JDK8 doesn't have a clear way to intercept the SNI before chosign the keystore's alias. This would need some tricks. I'm not completely sure of either, but it's worth discussing I think.

a) anonymous SNI matcher leaking server name into threadlocal "connection context".
As you know, the whole ssl handshake is pretty closed, with a few callbacks. We would need a custom x509extendedkeymanager that allows to chose an alias from a key store (does this mean all keys are in the same keystore?). In order to pick the right alias, such custom key manager would have to consult a threadlocal object "connection context" (a new tomcat class to create) where the SNI info from the SNImatcher was populated (leaked). The custom SNI matcher (pretty much always accepts, but act mainly as an observer) would simply leak the server name it received on the threadlocal connection context..

Warning, this is dangerous with NIO where a single thread can perform handshake for many connections (I presume NIO was implemented for TLS, but maybe not; regardless, this is a possibility for the future). Therefore, the connection context must be switched in and out of the thread local in alignement with the socket being worked on obviously. I also presume the SSL engine and SSL socket jdk stuff is not multithreaded in their implementation in order to enable passing information in a threadlocal.


b) look ahead of the client hello tls record.
This is the process mentioned in the linked article above. It requires implementing solid TLS parsers (including the upcoming TLS 1.3). Once the plain tcp socket is opened, the stream bytes are read and inspected for the SNI, rewound, the ssl context is setup and then the sslsocket is hooked to the stream to handshake and all. It looks a lot cleaner, if not simpler. No sni matcher needed, no custom x509 key namager. Just standard jsse. However, it is expected to be slower too, since the client hello is parsed twice, and it is sensitive to TLS spec changes, instead of counting on the jdk folks.

What do you think?
Comment 14 Mark Thomas 2015-04-10 13:45:01 UTC
I think if you were following the dev list you would have seen that b) has already been implemented for NIO.

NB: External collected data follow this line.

mod common;

use core::time::Duration;
use std::io::{Read, Write};
use std::net::{TcpListener, TcpStream};
use std::sync::mpsc;
use std::thread;

use test_log::test;

use ibc_relay::account::derive_signer;
use ibc_relay::config::parse_uri;
use ibc_relay::faucet::spawn_fund;
use ibc_relay::handshake::ConnectOptions;
use ibc_relay::observer::FaucetOutcome;

use ibc_relay_types::applications::transfer::coin::Coin;

use common::{bootstrap_with, chain_config, coordinator, RecordingObserver, RPC_A, RPC_B};

fn read_request(stream: &mut TcpStream) -> String {
    let mut request = Vec::new();
    let mut buf = [0; 1024];

    loop {
        let n = stream.read(&mut buf).unwrap();
        if n == 0 {
            break;
        }
        request.extend_from_slice(&buf[..n]);

        let text = String::from_utf8_lossy(&request).to_string();
        if let Some(end) = text.find("\r\n\r\n") {
            let length = text
                .lines()
                .find_map(|line| {
                    let (name, value) = line.split_once(':')?;
                    name.eq_ignore_ascii_case("content-length")
                        .then(|| value.trim().parse::<usize>().ok())
                        .flatten()
                })
                .unwrap_or(0);

            if request.len() >= end + 4 + length {
                return text;
            }
        }
    }

    String::from_utf8_lossy(&request).to_string()
}

/// A faucet answering one request once `release` fires. The request is
/// sent back on the returned receiver.
fn held_faucet(release: mpsc::Receiver<()>, body: &'static str) -> (String, mpsc::Receiver<String>) {
    let listener = TcpListener::bind("127.0.0.1:0").unwrap();
    let addr = listener.local_addr().unwrap();
    let (request_tx, request_rx) = mpsc::channel();

    thread::spawn(move || {
        let (mut stream, _) = listener.accept().unwrap();
        let request = read_request(&mut stream);
        request_tx.send(request).unwrap();

        release.recv().unwrap();

        let response = format!(
            "HTTP/1.1 200 OK\r\ncontent-type: application/json\r\ncontent-length: {}\r\nconnection: close\r\n\r\n{body}",
            body.len()
        );
        stream.write_all(response.as_bytes()).unwrap();
    });

    (format!("http://{addr}/"), request_rx)
}

#[test]
fn funding_runs_alongside_the_handshake() {
    let (release_tx, release_rx) = mpsc::channel();
    let (faucet_url, requests) = held_faucet(
        release_rx,
        r#"{"error":"","transfers":[{"coin":"10000000stake","status":"ok"}]}"#,
    );

    let mut config_a = chain_config("ibc-0", RPC_A);
    config_a.faucet_addr = Some(parse_uri(&faucet_url).unwrap());
    config_a.faucet_timeout = Duration::from_secs(30);

    let chains = bootstrap_with(config_a.clone(), chain_config("ibc-1", RPC_B));
    let observer = RecordingObserver::new();

    let task = spawn_fund(chains.handle_a.clone(), observer.clone());

    // the faucet has not answered yet, the handshake does not wait for it
    let (coordinator, _) = coordinator(observer.clone());
    let path = coordinator
        .connect(&chains.handle_a, &chains.handle_b, &ConnectOptions::default())
        .unwrap();
    assert!(!path.reused);

    let request = requests.recv().unwrap();
    let address = derive_signer(&config_a.account, &config_a.address_prefix).unwrap();
    assert!(request.contains(&format!(r#""address":"{address}""#)));

    release_tx.send(()).unwrap();

    let outcome = task.join();
    assert_eq!(
        outcome,
        FaucetOutcome::Funded {
            chain_id: config_a.id.clone(),
            coins: vec![Coin::new(10_000_000, "stake")],
        }
    );
    assert_eq!(observer.faucet(), vec![outcome]);
}

#[test]
fn unreachable_faucet_is_not_fatal() {
    // bind then drop, so that nothing listens on the port
    let addr = TcpListener::bind("127.0.0.1:0")
        .unwrap()
        .local_addr()
        .unwrap();

    let mut config_a = chain_config("ibc-0", RPC_A);
    config_a.faucet_addr = Some(parse_uri(&format!("http://{addr}/")).unwrap());

    let chains = bootstrap_with(config_a, chain_config("ibc-1", RPC_B));
    let observer = RecordingObserver::new();

    let task = spawn_fund(chains.handle_a.clone(), observer.clone());

    let (coordinator, _) = coordinator(observer.clone());
    coordinator
        .connect(&chains.handle_a, &chains.handle_b, &ConnectOptions::default())
        .unwrap();

    let outcome = task.join();
    assert!(
        matches!(outcome, FaucetOutcome::Failed { .. }),
        "unexpected outcome: {outcome}"
    );
    assert_eq!(observer.faucet().len(), 1);
}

So far, there don't appear to be any changes to the ClientHello in TLS 1.3. We can cross that bridge as and when we come to it.

Real world use cases suggest that only a few hundred bytes need to be processed to extract the SNI information, much of which can simply be skipped once the length is known. Given the overhead of creating a TLS connection, I'm not worried about the overhead this approach adds.
Comment 15 quartz 2015-04-10 21:32:00 UTC
nio: ok. Sorry.

As for TLS parsing, there can be a whole lot of stuff well beyond 100 bytes in client hello, namely yet unknown extensions. TLS records proto msg length is up to 2^14-1 bytes. Not an issue I guess.

Also, I just read that with a DHE handshake the SNI could come later and encrypted.
https://tools.ietf.org/html/draft-rescorla-tls13-new-flows-01#section-4

So, if they have it their way, it won't be enough to look ahead the clienthello in 1.3. But I won't bet on that delayed encrypted sni; it is paranoiac protection because the DNS lookup just before is pretty much revealing the same info.
Comment 16 Mark Thomas 2015-04-29 21:40:56 UTC
This is implemented in Tomcat 9 for NIO, NIO2 and APR/native.

Note that the configuration refactoring isn't complete yet but the building blocks are all in place.